-------- Provided entries
//! Capture-to-label orchestration.
//!
//! [`DoodlePipeline`] chains preprocessing, classification and presentation
//! for any RGB image. [`DoodleSession`] adds the drawing surface, routes
//! pointer events and runs the predict state machine on the current drawing.

mod presenter;
mod session;
mod stats;

pub use presenter::{Presentation, PredictionPresenter};
pub use session::{DoodleSession, PipelineState};
pub use stats::PipelineStats;

use crate::core::batch::Tensor1D;
use crate::core::errors::DoodleResult;
use crate::core::traits::ClassifierHandle;
use crate::domain::Prediction;
use crate::processors::Preprocessor;
use crate::utils::load_images_batch;
use image::RgbImage;
use std::path::Path;
use tracing::debug;

/// Prediction plus its rendered text.
#[derive(Debug, Clone, PartialEq)]
pub struct PipelineOutput {
    pub prediction: Prediction,
    pub presentation: Presentation,
}

/// Preprocessor, classifier and presenter wired together.
///
/// The pipeline holds no mutable state; one instance can classify any number
/// of images.
#[derive(Debug, Clone)]
pub struct DoodlePipeline {
    preprocessor: Preprocessor,
    classifier: ClassifierHandle,
    presenter: PredictionPresenter,
}

impl DoodlePipeline {
    pub fn new(
        preprocessor: Preprocessor,
        classifier: ClassifierHandle,
        presenter: PredictionPresenter,
    ) -> Self {
        Self {
            preprocessor,
            classifier,
            presenter,
        }
    }

    /// Builds a pipeline with the default preprocessor and category table.
    pub fn with_classifier(classifier: ClassifierHandle) -> Self {
        Self::new(
            Preprocessor::default(),
            classifier,
            PredictionPresenter::default(),
        )
    }

    pub fn preprocessor(&self) -> &Preprocessor {
        &self.preprocessor
    }

    pub fn classifier(&self) -> &ClassifierHandle {
        &self.classifier
    }

    pub fn presenter(&self) -> &PredictionPresenter {
        &self.presenter
    }

    /// Converts a raster into the model input.
    pub fn preprocess(&self, image: &RgbImage) -> DoodleResult<Tensor1D> {
        self.preprocessor.process(image)
    }

    /// Runs the classifier on a preprocessed tensor.
    pub fn classify(&self, tensor: &Tensor1D) -> DoodleResult<Prediction> {
        self.classifier.predict(tensor)
    }

    /// Renders a prediction as text.
    pub fn present(&self, prediction: &Prediction) -> DoodleResult<Presentation> {
        self.presenter.format(prediction)
    }

    /// Classifies one raster end to end.
    ///
    /// # Errors
    ///
    /// * `InvalidInput` for an empty raster
    /// * `ShapeMismatch` if the preprocessor output does not fit the model
    /// * `Inference` if the model fails
    pub fn run(&self, image: &RgbImage) -> DoodleResult<PipelineOutput> {
        let tensor = self.preprocess(image)?;
        let prediction = self.classify(&tensor)?;
        let presentation = self.present(&prediction)?;
        Ok(PipelineOutput {
            prediction,
            presentation,
        })
    }

    /// Classifies saved image files.
    ///
    /// Images are loaded in parallel (see [`load_images_batch`]) and then
    /// classified one after another in input order.
    ///
    /// # Errors
    ///
    /// Fails on the first image that cannot be loaded or classified.
    pub fn run_files<P: AsRef<Path> + Send + Sync>(
        &self,
        paths: &[P],
    ) -> DoodleResult<Vec<PipelineOutput>> {
        let images = load_images_batch(paths)?;
        debug!("Loaded {} images for classification", images.len());
        images.iter().map(|image| self.run(image)).collect()
    }
}

#[cfg(test)]
pub(crate) mod test_doubles {
    use crate::core::errors::{DoodleError, DoodleResult, SimpleError};
    use crate::core::traits::Classifier;
    use ndarray::ArrayView1;
    use std::sync::atomic::{AtomicBool, Ordering};

    /// Returns fixed logits, or fails while `failing` is set.
    #[derive(Debug)]
    pub struct ScriptedClassifier {
        pub logits: Vec<f32>,
        pub input_len: usize,
        pub failing: AtomicBool,
    }

    impl ScriptedClassifier {
        pub fn favoring(class: usize) -> Self {
            let mut logits = vec![0.0; 10];
            logits[class] = 4.0;
            Self {
                logits,
                input_len: 784,
                failing: AtomicBool::new(false),
            }
        }

        pub fn set_failing(&self, failing: bool) {
            self.failing.store(failing, Ordering::SeqCst);
        }
    }

    impl Classifier for ScriptedClassifier {
        fn name(&self) -> &str {
            "scripted"
        }

        fn input_len(&self) -> usize {
            self.input_len
        }

        fn num_classes(&self) -> usize {
            self.logits.len()
        }

        fn logits(&self, _input: ArrayView1<'_, f32>) -> DoodleResult<Vec<f32>> {
            if self.failing.load(Ordering::SeqCst) {
                return Err(DoodleError::inference_error(
                    "scripted",
                    "forced failure",
                    SimpleError::new("backend unavailable"),
                ));
            }
            Ok(self.logits.clone())
        }
    }
}

#[cfg(test)]
mod tests {
    use super::test_doubles::ScriptedClassifier;
    use super::*;
    use crate::core::errors::DoodleError;
    use image::Rgb;
    use std::sync::Arc;

    #[test]
    fn test_run_on_blank_raster() {
        let pipeline = DoodlePipeline::with_classifier(Arc::new(ScriptedClassifier::favoring(7)));
        let image = RgbImage::from_pixel(800, 800, Rgb([0, 0, 0]));
        let output = pipeline.run(&image).unwrap();
        assert_eq!(output.prediction.class_index(), 7);
        assert_eq!(output.presentation.headline, "Prediction: Diamond");
        let sum: f64 = output.prediction.probabilities().iter().sum();
        assert!((sum - 1.0).abs() < 1e-6);
    }

    #[test]
    fn test_run_rejects_empty_raster() {
        let pipeline = DoodlePipeline::with_classifier(Arc::new(ScriptedClassifier::favoring(0)));
        let err = pipeline.run(&RgbImage::new(0, 10)).unwrap_err();
        assert!(err.is_invalid_input());
    }

    #[test]
    fn test_input_length_contract() {
        let classifier = ScriptedClassifier {
            input_len: 783,
            ..ScriptedClassifier::favoring(0)
        };
        let pipeline = DoodlePipeline::with_classifier(Arc::new(classifier));
        let err = pipeline
            .run(&RgbImage::from_pixel(28, 28, Rgb([0, 0, 0])))
            .unwrap_err();
        assert!(matches!(err, DoodleError::ShapeMismatch { .. }));
    }

    #[test]
    fn test_run_files_keeps_order() {
        let dir = tempfile::tempdir().unwrap();
        let paths: Vec<_> = (0..3)
            .map(|i| {
                let path = dir.path().join(format!("doodle_{i}.png"));
                RgbImage::from_pixel(50, 50, Rgb([0, 0, 0])).save(&path).unwrap();
                path
            })
            .collect();

        let pipeline = DoodlePipeline::with_classifier(Arc::new(ScriptedClassifier::favoring(5)));
        let outputs = pipeline.run_files(&paths).unwrap();
        assert_eq!(outputs.len(), 3);
        assert!(outputs
            .iter()
            .all(|o| o.presentation.headline == "Prediction: Tree"));
    }

    #[test]
    fn test_run_files_missing_file() {
        let pipeline = DoodlePipeline::with_classifier(Arc::new(ScriptedClassifier::favoring(5)));
        let err = pipeline.run_files(&["no/such/doodle.png"]).unwrap_err();
        assert!(matches!(err, DoodleError::ImageLoad { .. }));
    }
}
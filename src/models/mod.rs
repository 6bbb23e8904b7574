//! Pre-trained doodle classifiers.
//!
//! Two architectures are available, selected by [`ModelVariant`]:
//!
//! - [`FeedForwardNet`]: fully connected layers over the flattened raster
//! - [`ConvNet`]: convolution stages followed by a small classifier head
//!
//! Weights live in a per-variant directory, `<model_dir>/<variant>/`, as
//! `model.safetensors` with an optional `config.json`. With the `onnx`
//! feature, exported `model.onnx` files can be used instead.

pub mod config;
pub mod convolutional;
pub mod device;
pub mod feed_forward;
#[cfg(feature = "onnx")]
pub mod onnx;
pub mod weights;

pub use config::{ConvNetConfig, FeedForwardConfig};
pub use convolutional::ConvNet;
pub use device::parse_device;
pub use feed_forward::FeedForwardNet;
#[cfg(feature = "onnx")]
pub use onnx::OnnxClassifier;

use crate::core::config::{ConfigError, ConfigValidator};
use crate::core::constants::{DEFAULT_MODEL_DIR, MODEL_INPUT_LEN, NUM_CLASSES};
use crate::core::errors::{DoodleError, DoodleResult, SimpleError};
use crate::core::traits::ClassifierHandle;
use serde::{Deserialize, Serialize};
use std::fmt;
use std::path::PathBuf;
use std::str::FromStr;
use std::sync::Arc;
use tracing::info;

/// Network architecture to load.
#[derive(Debug, Clone, Copy, PartialEq, Eq, Hash, Default, Serialize, Deserialize)]
#[serde(rename_all = "snake_case")]
pub enum ModelVariant {
    /// Fully connected network.
    FeedForward,
    /// Convolutional network.
    #[default]
    Convolutional,
}

impl ModelVariant {
    /// Name of the variant's weights directory.
    pub fn dir_name(&self) -> &'static str {
        match self {
            ModelVariant::FeedForward => "feed_forward",
            ModelVariant::Convolutional => "convolutional",
        }
    }
}

impl fmt::Display for ModelVariant {
    fn fmt(&self, f: &mut fmt::Formatter<'_>) -> fmt::Result {
        f.write_str(self.dir_name())
    }
}

impl FromStr for ModelVariant {
    type Err = DoodleError;

    fn from_str(s: &str) -> Result<Self, Self::Err> {
        match s.trim().to_lowercase().replace('-', "_").as_str() {
            "feed_forward" | "simple" | "mlp" => Ok(ModelVariant::FeedForward),
            "convolutional" | "conv" | "cnn" => Ok(ModelVariant::Convolutional),
            other => Err(DoodleError::config_error(format!(
                "Unknown model variant: '{}'. Use 'feed_forward' or 'convolutional'",
                other
            ))),
        }
    }
}

/// On-disk weight format.
#[derive(Debug, Clone, Copy, PartialEq, Eq, Default, Serialize, Deserialize)]
#[serde(rename_all = "snake_case")]
pub enum WeightFormat {
    /// `model.safetensors`, run with candle.
    #[default]
    Safetensors,
    /// `model.onnx`, run with ONNX Runtime (requires the `onnx` feature).
    Onnx,
}

/// Which model to load and from where.
#[derive(Debug, Clone, PartialEq, Serialize, Deserialize)]
#[serde(default)]
pub struct ModelConfig {
    /// Architecture to load.
    pub variant: ModelVariant,
    /// Directory containing one subdirectory per variant.
    pub model_dir: PathBuf,
    /// Weight format inside the variant directory.
    pub format: WeightFormat,
    /// Candle device: `cpu`, `cuda` or `cuda:N`.
    pub device: String,
}

impl Default for ModelConfig {
    fn default() -> Self {
        Self {
            variant: ModelVariant::default(),
            model_dir: PathBuf::from(DEFAULT_MODEL_DIR),
            format: WeightFormat::default(),
            device: "cpu".to_string(),
        }
    }
}

impl ModelConfig {
    /// Creates a configuration for `variant` under `model_dir`.
    pub fn new(variant: ModelVariant, model_dir: impl Into<PathBuf>) -> Self {
        Self {
            variant,
            model_dir: model_dir.into(),
            ..Self::default()
        }
    }

    /// Directory holding the selected variant's files.
    pub fn variant_dir(&self) -> PathBuf {
        self.model_dir.join(self.variant.dir_name())
    }
}

impl ConfigValidator for ModelConfig {
    fn validate(&self) -> Result<(), ConfigError> {
        if self.model_dir.as_os_str().is_empty() {
            return Err(ConfigError::InvalidConfig {
                message: "model_dir cannot be empty".to_string(),
            });
        }
        if self.device.trim().is_empty() {
            return Err(ConfigError::InvalidConfig {
                message: "device cannot be empty".to_string(),
            });
        }
        Ok(())
    }
}

/// Loads the configured classifier.
///
/// Called once at startup; the returned handle is shared read-only by every
/// prediction afterwards.
///
/// # Errors
///
/// * `ModelLoad` if the weights or architecture file cannot be read, do not
///   match each other, or describe a model that does not take a 28x28 input
///   and score every category
/// * `ConfigError` for an invalid configuration, an unknown device, or the
///   ONNX format without the `onnx` feature
pub fn load_classifier(config: &ModelConfig) -> DoodleResult<ClassifierHandle> {
    config.validate()?;
    let dir = config.variant_dir();
    info!(
        "Loading {} classifier ({:?}) from {}",
        config.variant,
        config.format,
        dir.display()
    );

    let handle: ClassifierHandle = match config.format {
        WeightFormat::Safetensors => {
            let device = parse_device(&config.device)?;
            match config.variant {
                ModelVariant::FeedForward => Arc::new(FeedForwardNet::from_dir(&dir, device)?),
                ModelVariant::Convolutional => Arc::new(ConvNet::from_dir(&dir, device)?),
            }
        }
        WeightFormat::Onnx => {
            #[cfg(feature = "onnx")]
            {
                Arc::new(OnnxClassifier::from_dir(&dir, config.variant)?)
            }
            #[cfg(not(feature = "onnx"))]
            {
                return Err(DoodleError::config_error(
                    "ONNX support not enabled. Compile with --features onnx",
                ));
            }
        }
    };

    if handle.input_len() != MODEL_INPUT_LEN || handle.num_classes() != NUM_CLASSES {
        return Err(DoodleError::model_load_error(
            &dir,
            format!(
                "model takes {} inputs and scores {} classes, expected {} and {}",
                handle.input_len(),
                handle.num_classes(),
                MODEL_INPUT_LEN,
                NUM_CLASSES
            ),
            Some("input_size and num_classes in config.json must match the category table"),
            None::<SimpleError>,
        ));
    }

    info!(
        "Loaded classifier '{}' ({} inputs, {} classes)",
        handle.name(),
        handle.input_len(),
        handle.num_classes()
    );
    Ok(handle)
}
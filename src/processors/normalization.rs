//! Intensity normalization for single-channel model inputs.

use crate::core::errors::{DoodleError, DoodleResult};
use image::GrayImage;

/// Maps 8-bit intensities to model input values.
///
/// Each value becomes `pixel * alpha + beta`, where `alpha = scale / std` and
/// `beta = -mean / std`.
#[derive(Debug, Clone, PartialEq)]
pub struct NormalizeGray {
    /// Scaling factor (scale / std).
    pub alpha: f32,
    /// Offset (-mean / std).
    pub beta: f32,
}

impl NormalizeGray {
    /// Creates a normalizer.
    ///
    /// # Arguments
    ///
    /// * `scale` - Optional scaling factor (defaults to 1.0/255.0)
    /// * `mean` - Optional mean subtracted after scaling (defaults to 0.0)
    /// * `std` - Optional standard deviation divided by (defaults to 1.0)
    ///
    /// # Errors
    ///
    /// Returns a configuration error if the scale or std is not a finite
    /// positive number, or the mean is not finite.
    pub fn new(scale: Option<f32>, mean: Option<f32>, std: Option<f32>) -> DoodleResult<Self> {
        let scale = scale.unwrap_or(1.0 / 255.0);
        let mean = mean.unwrap_or(0.0);
        let std = std.unwrap_or(1.0);

        if !scale.is_finite() || scale <= 0.0 {
            return Err(DoodleError::config_error(format!(
                "Scale must be a finite value greater than 0, got {scale}"
            )));
        }
        if !mean.is_finite() {
            return Err(DoodleError::config_error(format!(
                "Mean must be finite, got {mean}"
            )));
        }
        if !std.is_finite() || std <= 0.0 {
            return Err(DoodleError::config_error(format!(
                "Standard deviation must be a finite value greater than 0, got {std}"
            )));
        }

        Ok(Self {
            alpha: scale / std,
            beta: -mean / std,
        })
    }

    /// Normalizes a single intensity.
    #[inline]
    pub fn apply_value(&self, pixel: u8) -> f32 {
        pixel as f32 * self.alpha + self.beta
    }

    /// Normalizes every pixel, flattening in row-major order.
    pub fn apply(&self, image: &GrayImage) -> Vec<f32> {
        image
            .as_raw()
            .iter()
            .map(|&p| self.apply_value(p))
            .collect()
    }

    /// The values produced for intensity 0 and intensity 255, as `(min, max)`.
    pub fn output_range(&self) -> (f32, f32) {
        let low = self.apply_value(0);
        let high = self.apply_value(u8::MAX);
        (low.min(high), low.max(high))
    }
}

impl Default for NormalizeGray {
    fn default() -> Self {
        Self {
            alpha: 1.0 / 255.0,
            beta: 0.0,
        }
    }
}
//! # Doodle Recognizer
//!
//! Capture freehand doodles and classify them with a pre-trained network into
//! one of ten categories: Clock, Boomerang, Airplane, Snail, Parachute, Tree,
//! Fish, Diamond, Helicopter and T-Shirt.
//!
//! ## Features
//!
//! - Stroke rasterization with round caps onto a fixed-size canvas
//! - Deterministic conversion of the canvas into a 28x28 model input
//! - Feed-forward and convolutional classifiers on candle (safetensors weights)
//! - Optional ONNX Runtime backend (`onnx` feature) and CUDA (`cuda` feature)
//! - Session state machine that keeps the last good result when a prediction fails
//!
//! ## Modules
//!
//! * [`canvas`] - Stroke capture and pointer events
//! * [`core`] - Configuration, errors, constants and the classifier trait
//! * [`domain`] - Category table and prediction results
//! * [`models`] - Classifier implementations and model loading
//! * [`pipeline`] - Pipeline, presenter and interactive session
//! * [`processors`] - Preprocessing, normalization and softmax
//! * [`utils`] - Image loading and logging setup
//!
//! ## Quick Start
//!
//! ```rust,no_run
//! use doodle_recognizer::prelude::*;
//!
//! # fn main() -> Result<(), Box<dyn std::error::Error>> {
//! init_tracing();
//!
//! let config = DoodleConfig::default();
//! let classifier = load_classifier(&config.model)?;
//! let mut session = DoodleSession::from_config(&config, classifier)?;
//!
//! session.press(200.0, 400.0);
//! session.drag(600.0, 400.0);
//! session.release();
//!
//! let presentation = session.predict()?;
//! println!("{}", presentation);
//! # Ok(())
//! # }
//! ```

pub mod canvas;
pub mod core;
pub mod domain;
pub mod models;
pub mod pipeline;
pub mod processors;
pub mod utils;

/// Prelude module for convenient imports.
///
/// ```rust
/// use doodle_recognizer::prelude::*;
/// ```
///
/// Included items cover the interactive flow: configuration, model loading,
/// the session and its results, plus the error types. Lower-level pieces
/// (preprocessor, individual networks, softmax) live in their own modules.
pub mod prelude {
    pub use crate::canvas::{CanvasConfig, PointerEvent, StrokeCanvas, load_events};
    pub use crate::core::{
        Classifier, ClassifierHandle, DoodleConfig, DoodleError, DoodleResult, init_tracing,
    };
    pub use crate::domain::{CategoryTable, Prediction};
    pub use crate::models::{ModelConfig, ModelVariant, load_classifier};
    pub use crate::pipeline::{
        DoodlePipeline, DoodleSession, PipelineState, Presentation, PredictionPresenter,
    };
    pub use crate::utils::load_image;
}
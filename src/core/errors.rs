//! Error types for the doodle recognition pipeline.
//!
//! Every fallible operation in the crate returns [`DoodleError`]. The variants
//! follow the stages of the pipeline: canvas input, preprocessing, model
//! loading and inference. Helper constructors build the variants that carry
//! boxed sources so call sites stay short.

use std::path::PathBuf;
use thiserror::Error;

/// Stage of the pipeline where a processing error occurred.
#[derive(Debug, Clone, Copy, PartialEq, Eq)]
#[non_exhaustive]
pub enum ProcessingStage {
    /// Intensity scaling produced values the model cannot take.
    Normalization,
}

impl std::fmt::Display for ProcessingStage {
    fn fmt(&self, f: &mut std::fmt::Formatter<'_>) -> std::fmt::Result {
        match self {
            ProcessingStage::Normalization => write!(f, "normalization"),
        }
    }
}

/// A plain message usable as the source of another error.
#[derive(Debug, Clone)]
pub struct SimpleError(String);

impl SimpleError {
    pub fn new(message: impl Into<String>) -> Self {
        Self(message.into())
    }
}

impl std::fmt::Display for SimpleError {
    fn fmt(&self, f: &mut std::fmt::Formatter<'_>) -> std::fmt::Result {
        f.write_str(&self.0)
    }
}

impl std::error::Error for SimpleError {}

/// Errors that can occur while capturing, preprocessing or classifying a doodle.
#[derive(Error, Debug)]
pub enum DoodleError {
    /// The raster or another input value is malformed or empty.
    #[error("invalid input: {message}")]
    InvalidInput {
        /// A message describing the invalid input.
        message: String,
    },

    /// A snapshot file could not be opened or decoded.
    #[error("failed to load image '{}'", path.display())]
    ImageLoad {
        /// Path of the image that failed to load.
        path: PathBuf,
        #[source]
        source: image::ImageError,
    },

    /// The raster snapshot could not be written.
    #[error("failed to save image '{}'", path.display())]
    ImageSave {
        /// Destination path.
        path: PathBuf,
        #[source]
        source: image::ImageError,
    },

    /// Model weights or model configuration could not be loaded.
    #[error("failed to load model '{model_path}': {reason}{suggestion}")]
    ModelLoad {
        /// Path of the weights or configuration file.
        model_path: String,
        /// What went wrong.
        reason: String,
        /// Optional hint, already formatted with its leading separator.
        suggestion: String,
        #[source]
        source: Option<Box<dyn std::error::Error + Send + Sync>>,
    },

    /// The input tensor length does not match what the model expects.
    #[error("model '{model_name}' expects an input of {expected} values, got {actual}")]
    ShapeMismatch {
        /// Name of the model that rejected the input.
        model_name: String,
        /// Expected number of input values.
        expected: usize,
        /// Actual number of input values.
        actual: usize,
    },

    /// The model failed while running a forward pass.
    #[error("inference failed for model '{model_name}': {context}")]
    Inference {
        /// Name of the model.
        model_name: String,
        /// Additional context about the failure.
        context: String,
        #[source]
        source: Box<dyn std::error::Error + Send + Sync>,
    },

    /// A preprocessing or post-processing step failed.
    #[error("{kind} failed: {context}")]
    Processing {
        /// The stage of processing where the error occurred.
        kind: ProcessingStage,
        /// Additional context about the error.
        context: String,
        #[source]
        source: Box<dyn std::error::Error + Send + Sync>,
    },

    /// A configuration value is invalid.
    #[error("configuration: {message}")]
    ConfigError {
        /// A message describing the configuration error.
        message: String,
    },

    /// Error from the ONNX Runtime session.
    #[cfg(feature = "onnx")]
    #[error(transparent)]
    Session(#[from] ort::Error),

    /// IO error.
    #[error("io")]
    Io(#[from] std::io::Error),
}

/// Convenient result alias for doodle operations.
pub type DoodleResult<T> = Result<T, DoodleError>;

impl DoodleError {
    /// Creates an `InvalidInput` error.
    pub fn invalid_input(message: impl Into<String>) -> Self {
        Self::InvalidInput {
            message: message.into(),
        }
    }

    /// Creates a `ConfigError`.
    pub fn config_error(message: impl Into<String>) -> Self {
        Self::ConfigError {
            message: message.into(),
        }
    }

    /// Creates a `ModelLoad` error.
    ///
    /// # Arguments
    ///
    /// * `model_path` - Path of the file that failed to load.
    /// * `reason` - Short description of the failure.
    /// * `suggestion` - Optional hint appended to the message.
    /// * `source` - Optional underlying error.
    pub fn model_load_error(
        model_path: impl AsRef<std::path::Path>,
        reason: impl Into<String>,
        suggestion: Option<&str>,
        source: Option<impl std::error::Error + Send + Sync + 'static>,
    ) -> Self {
        let suggestion = suggestion
            .map(|s| format!("; suggested fix: {}", s))
            .unwrap_or_default();
        Self::ModelLoad {
            model_path: model_path.as_ref().display().to_string(),
            reason: reason.into(),
            suggestion,
            source: source.map(|e| Box::new(e) as _),
        }
    }

    /// Creates a `ShapeMismatch` error.
    pub fn shape_mismatch(model_name: impl Into<String>, expected: usize, actual: usize) -> Self {
        Self::ShapeMismatch {
            model_name: model_name.into(),
            expected,
            actual,
        }
    }

    /// Creates an `Inference` error.
    pub fn inference_error(
        model_name: &str,
        context: impl Into<String>,
        error: impl std::error::Error + Send + Sync + 'static,
    ) -> Self {
        Self::Inference {
            model_name: model_name.to_string(),
            context: context.into(),
            source: Box::new(error),
        }
    }

    /// Creates a `Processing` error for the given stage.
    pub fn processing(
        kind: ProcessingStage,
        context: impl Into<String>,
        error: impl std::error::Error + Send + Sync + 'static,
    ) -> Self {
        Self::Processing {
            kind,
            context: context.into(),
            source: Box::new(error),
        }
    }

    /// Returns true for malformed input: an invalid raster or an unreadable image file.
    pub fn is_invalid_input(&self) -> bool {
        matches!(self, Self::InvalidInput { .. } | Self::ImageLoad { .. })
    }

    /// Returns true when the error signals a broken contract between pipeline
    /// components rather than a problem with the user's drawing.
    pub fn is_contract_violation(&self) -> bool {
        matches!(self, Self::ShapeMismatch { .. })
    }
}

#[cfg(test)]
mod tests {
    use super::*;

    #[test]
    fn test_model_load_error_formats_suggestion() {
        let err = DoodleError::model_load_error(
            "models/convolutional/model.safetensors",
            "weights file not found",
            Some("check the model directory"),
            None::<std::io::Error>,
        );
        let message = err.to_string();
        assert!(message.contains("models/convolutional/model.safetensors"));
        assert!(message.contains("suggested fix: check the model directory"));
    }

    #[test]
    fn test_error_classification() {
        assert!(DoodleError::shape_mismatch("ff", 784, 783).is_contract_violation());
        assert!(!DoodleError::shape_mismatch("ff", 784, 783).is_invalid_input());
        assert!(DoodleError::invalid_input("empty raster").is_invalid_input());
        assert!(!DoodleError::config_error("bad").is_invalid_input());
    }

    #[test]
    fn test_processing_error_names_stage() {
        let err = DoodleError::processing(
            ProcessingStage::Normalization,
            "non-finite value",
            SimpleError::new("alpha overflowed"),
        );
        assert_eq!(err.to_string(), "normalization failed: non-finite value");
        assert!(!err.is_invalid_input());
    }

    #[test]
    fn test_shape_mismatch_message() {
        let err = DoodleError::shape_mismatch("feed_forward", 784, 783);
        assert_eq!(
            err.to_string(),
            "model 'feed_forward' expects an input of 784 values, got 783"
        );
    }
}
----------------
Brief> A word-for-word copy of the entries, from the first line through the line containing "and category table.", is the whole answer.

Your solution>
//! Capture-to-label orchestration.
//!
//! [`DoodlePipeline`] chains preprocessing, classification and presentation
//! for any RGB image. [`DoodleSession`] adds the drawing surface, routes
//! pointer events and runs the predict state machine on the current drawing.

mod presenter;
mod session;
mod stats;

pub use presenter::{Presentation, PredictionPresenter};
pub use session::{DoodleSession, PipelineState};
pub use stats::PipelineStats;

use crate::core::batch::Tensor1D;
use crate::core::errors::DoodleResult;
use crate::core::traits::ClassifierHandle;
use crate::domain::Prediction;
use crate::processors::Preprocessor;
use crate::utils::load_images_batch;
use image::RgbImage;
use std::path::Path;
use tracing::debug;

/// Prediction plus its rendered text.
#[derive(Debug, Clone, PartialEq)]
pub struct PipelineOutput {
    pub prediction: Prediction,
    pub presentation: Presentation,
}

/// Preprocessor, classifier and presenter wired together.
///
/// The pipeline holds no mutable state; one instance can classify any number
/// of images.
#[derive(Debug, Clone)]
pub struct DoodlePipeline {
    preprocessor: Preprocessor,
    classifier: ClassifierHandle,
    presenter: PredictionPresenter,
}

impl DoodlePipeline {
    pub fn new(
        preprocessor: Preprocessor,
        classifier: ClassifierHandle,
        presenter: PredictionPresenter,
    ) -> Self {
        Self {
            preprocessor,
            classifier,
            presenter,
        }
    }

    /// Builds a pipeline with the default preprocessor and category table.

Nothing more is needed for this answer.